One of the most common questions

In one of the support groups I am in, a question was brought up from a fellow autism mom. I had not really realized it, but I think this is one of the most common questions that people have asked me. Since many of my readers may not feel comfortable asking, but would be curious to know, I thought I would basically post it here. "How did you feel when your son got the diagnosis?"
So, here is the answer I gave. I hope people come away with a sense of where we are as a family with our son and his diagnosis, but if anyone has questions, just ask. It isn't going to offend me. Promise.

I had a lot of grief. He was diagnosed a few weeks after his 2nd birthday. The diagnosis left no doubt.... He was below the 1st percentile in so many categories. It was overwhelming, although I was basically groomed and prepared for the diagnosis for months prior by family and therapists. I felt mad that I didn't come to the same conclusions that even strangers noticed earlier. I felt inadequate as a mother and finally realized how selfish I was as a person.
With that realization came an overwhelming sense of peace. I wasn't greiving for my son like I had thought. I was mourning the loss of my own hopes and dreams I had for my child. I was angry at myself for being basically blinded by love. I was furious that I stopped doing what came naturally as a mom and let societal rules and guidelines determine my child's "worth".

Once I was able to understand the sources of my negativity, I was able to move on and once again see my child as the unique cuddle bug he is. He will carve out his own path in life and I have been blessed as his mother to witness it. I am proud and blessed to be his mother, because through all of this, I have learned more about life and living the past few years than I had the nearly thirty years I had lived prior. I also realized that I was a good mother who saw no "fault" with my child before diagnosis. I loved him so much and saw his strengths and celebrated them with such joy that his "deficits" didn't even matter.

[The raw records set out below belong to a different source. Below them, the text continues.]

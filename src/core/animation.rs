//! Bounded step counter that simulates boosting iterations.
//!
//! The animator is a plain state machine. It owns no timer; every transition
//! returns a [`TimerEffect`] telling whoever drives it what to do with the one
//! timer it is allowed to have. All transitions are total: requests past a
//! boundary clamp or do nothing.

#[cfg(feature = "serde")]
use serde::{Deserialize, Serialize};

pub const DEFAULT_MAX_STEPS: u32 = 10;
pub const DEFAULT_SPEED_MS: u32 = 1000;
pub const MIN_SPEED_MS: u32 = 100;
pub const MAX_SPEED_MS: u32 = 2000;

#[derive(Debug, Clone, Copy, PartialEq, Eq, Default)]
#[cfg_attr(feature = "serde", derive(Serialize, Deserialize))]
pub enum PlayState {
    #[default]
    Stopped,
    Playing,
}

/// What the timer owner must do after a transition.
#[derive(Debug, Clone, Copy, PartialEq, Eq)]
pub enum TimerEffect {
    None,
    /// Start a periodic timer with this period. Only emitted when no timer runs.
    Start { period_ms: u32 },
    /// Cancel the running timer and start a fresh one with the new period.
    Restart { period_ms: u32 },
    Cancel,
}

#[derive(Debug, Clone, Copy, PartialEq, Eq)]
#[cfg_attr(feature = "serde", derive(Serialize, Deserialize))]
pub struct AnimationState {
    pub current_step: u32,
    pub max_steps: u32,
    pub speed_ms: u32,
    pub play_state: PlayState,
}

impl Default for AnimationState {
    fn default() -> Self {
        Self {
            current_step: 0,
            max_steps: DEFAULT_MAX_STEPS,
            speed_ms: DEFAULT_SPEED_MS,
            play_state: PlayState::Stopped,
        }
    }
}

impl AnimationState {
    pub fn is_playing(&self) -> bool {
        self.play_state == PlayState::Playing
    }

    pub fn last_step(&self) -> u32 {
        self.max_steps.saturating_sub(1)
    }

    pub fn at_end(&self) -> bool {
        self.current_step >= self.last_step()
    }

    /// Fraction of the ensemble built so far, saturating at 1.
    pub fn progress(&self) -> f64 {
        crate::synthetic::step_progress(self.current_step)
    }
}

#[derive(Debug, Clone, Default)]
pub struct StepAnimator {
    state: AnimationState,
}

impl StepAnimator {
    pub fn new(max_steps: u32, speed_ms: u32) -> Self {
        Self {
            state: AnimationState {
                current_step: 0,
                max_steps: max_steps.max(1),
                speed_ms: clamp_speed(speed_ms),
                play_state: PlayState::Stopped,
            },
        }
    }

    pub fn state(&self) -> AnimationState {
        self.state
    }

    pub fn current_step(&self) -> u32 {
        self.state.current_step
    }

    pub fn is_playing(&self) -> bool {
        self.state.is_playing()
    }

    pub fn play(&mut self) -> TimerEffect {
        if self.state.is_playing() || self.state.at_end() {
            return TimerEffect::None;
        }
        self.state.play_state = PlayState::Playing;
        TimerEffect::Start {
            period_ms: self.state.speed_ms,
        }
    }

    pub fn pause(&mut self) -> TimerEffect {
        self.stop()
    }

    pub fn toggle(&mut self) -> TimerEffect {
        if self.state.is_playing() {
            self.pause()
        } else {
            self.play()
        }
    }

    /// One timer period elapsed.
    pub fn tick(&mut self) -> TimerEffect {
        if !self.state.is_playing() {
            return TimerEffect::None;
        }
        if self.state.at_end() {
            return self.stop();
        }
        self.state.current_step += 1;
        TimerEffect::None
    }

    pub fn reset(&mut self) -> TimerEffect {
        self.state.current_step = 0;
        self.stop()
    }

    pub fn step_forward(&mut self) -> TimerEffect {
        let effect = self.stop();
        if !self.state.at_end() {
            self.state.current_step += 1;
        }
        effect
    }

    pub fn step_back(&mut self) -> TimerEffect {
        let effect = self.stop();
        self.state.current_step = self.state.current_step.saturating_sub(1);
        effect
    }

    /// Slider jump. Does not change play state.
    pub fn seek(&mut self, step: u32) -> TimerEffect {
        self.state.current_step = step.min(self.state.last_step());
        TimerEffect::None
    }

    pub fn set_speed(&mut self, speed_ms: u32) -> TimerEffect {
        let speed_ms = clamp_speed(speed_ms);
        if speed_ms == self.state.speed_ms {
            return TimerEffect::None;
        }
        self.state.speed_ms = speed_ms;
        if self.state.is_playing() {
            TimerEffect::Restart {
                period_ms: speed_ms,
            }
        } else {
            TimerEffect::None
        }
    }

    pub fn set_max_steps(&mut self, max_steps: u32) -> TimerEffect {
        self.state.max_steps = max_steps.max(1);
        self.state.current_step = self.state.current_step.min(self.state.last_step());
        TimerEffect::None
    }

    fn stop(&mut self) -> TimerEffect {
        if self.state.is_playing() {
            self.state.play_state = PlayState::Stopped;
            TimerEffect::Cancel
        } else {
            TimerEffect::None
        }
    }
}

pub fn clamp_speed(speed_ms: u32) -> u32 {
    speed_ms.clamp(MIN_SPEED_MS, MAX_SPEED_MS)
}

#[cfg(test)]
mod tests {
    use super::*;

    #[test]
    fn ten_ticks_walk_to_the_end_then_stop() {
        let mut a = StepAnimator::new(10, 1000);
        assert_eq!(a.play(), TimerEffect::Start { period_ms: 1000 });

        for expected in 1..=9 {
            assert_eq!(a.tick(), TimerEffect::None);
            assert_eq!(a.current_step(), expected);
            assert!(a.is_playing());
        }

        assert_eq!(a.tick(), TimerEffect::Cancel);
        assert_eq!(a.current_step(), 9);
        assert_eq!(a.state().play_state, PlayState::Stopped);

        assert_eq!(a.tick(), TimerEffect::None);
        assert_eq!(a.current_step(), 9);
    }

    #[test]
    fn play_at_last_step_is_refused() {
        let mut a = StepAnimator::new(3, 500);
        a.seek(2);
        assert_eq!(a.play(), TimerEffect::None);
        assert!(!a.is_playing());
    }

    #[test]
    fn play_while_playing_never_starts_a_second_timer() {
        let mut a = StepAnimator::default();
        assert!(matches!(a.play(), TimerEffect::Start { .. }));
        assert_eq!(a.play(), TimerEffect::None);
    }

    #[test]
    fn step_edges_are_no_ops() {
        let mut a = StepAnimator::new(10, 1000);
        a.step_back();
        assert_eq!(a.current_step(), 0);

        a.seek(9);
        a.step_forward();
        assert_eq!(a.current_step(), 9);
    }

    #[test]
    fn single_steps_pause_playback() {
        let mut a = StepAnimator::new(10, 1000);
        a.play();
        a.tick();
        assert_eq!(a.step_forward(), TimerEffect::Cancel);
        assert_eq!(a.current_step(), 2);
        assert!(!a.is_playing());

        a.play();
        assert_eq!(a.step_back(), TimerEffect::Cancel);
        assert_eq!(a.current_step(), 1);
        assert!(!a.is_playing());

        assert_eq!(a.step_back(), TimerEffect::None);
        assert_eq!(a.current_step(), 0);
    }

    #[test]
    fn pause_keeps_step_and_reset_rewinds() {
        let mut a = StepAnimator::new(10, 1000);
        a.play();
        a.tick();
        a.tick();
        assert_eq!(a.pause(), TimerEffect::Cancel);
        assert_eq!(a.current_step(), 2);
        assert_eq!(a.pause(), TimerEffect::None);

        a.play();
        assert_eq!(a.reset(), TimerEffect::Cancel);
        assert_eq!(a.current_step(), 0);
        assert!(!a.is_playing());

        assert_eq!(a.reset(), TimerEffect::None);
    }

    #[test]
    fn speed_change_restarts_only_while_playing() {
        let mut a = StepAnimator::new(10, 1000);
        assert_eq!(a.set_speed(300), TimerEffect::None);
        assert_eq!(a.state().speed_ms, 300);

        a.play();
        assert_eq!(a.set_speed(800), TimerEffect::Restart { period_ms: 800 });
        assert_eq!(a.set_speed(800), TimerEffect::None);
    }

    #[test]
    fn speed_is_clamped_to_slider_range() {
        let mut a = StepAnimator::new(10, 5);
        assert_eq!(a.state().speed_ms, MIN_SPEED_MS);
        a.set_speed(60_000);
        assert_eq!(a.state().speed_ms, MAX_SPEED_MS);
    }

    #[test]
    fn seek_and_max_steps_clamp_into_bounds() {
        let mut a = StepAnimator::new(10, 1000);
        a.seek(42);
        assert_eq!(a.current_step(), 9);

        a.set_max_steps(4);
        assert_eq!(a.current_step(), 3);

        a.set_max_steps(0);
        assert_eq!(a.state().max_steps, 1);
        assert_eq!(a.current_step(), 0);
        assert_eq!(a.play(), TimerEffect::None);
    }

    #[test]
    fn zero_step_state_does_not_underflow() {
        let state = AnimationState {
            max_steps: 0,
            ..AnimationState::default()
        };
        assert_eq!(state.last_step(), 0);
        assert!(state.at_end());
    }

    #[test]
    fn toggle_flips_between_states() {
        let mut a = StepAnimator::default();
        assert!(matches!(a.toggle(), TimerEffect::Start { .. }));
        assert_eq!(a.toggle(), TimerEffect::Cancel);
        assert!(!a.is_playing());
    }
}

 I honestly knew deep down that he was "special" from the moment I set eyes on him. He held my heart. I stayed in this foggy haze of depression and guilt for a good year. 
I know that our lives will be more difficult and challenging. We will have to work harder, be stronger and have more endurance to carve out this new path. Life isn't fair or easy. It is through life's challenges that success and failures lie.  After all, it is better to fail at something than to not have tried at all.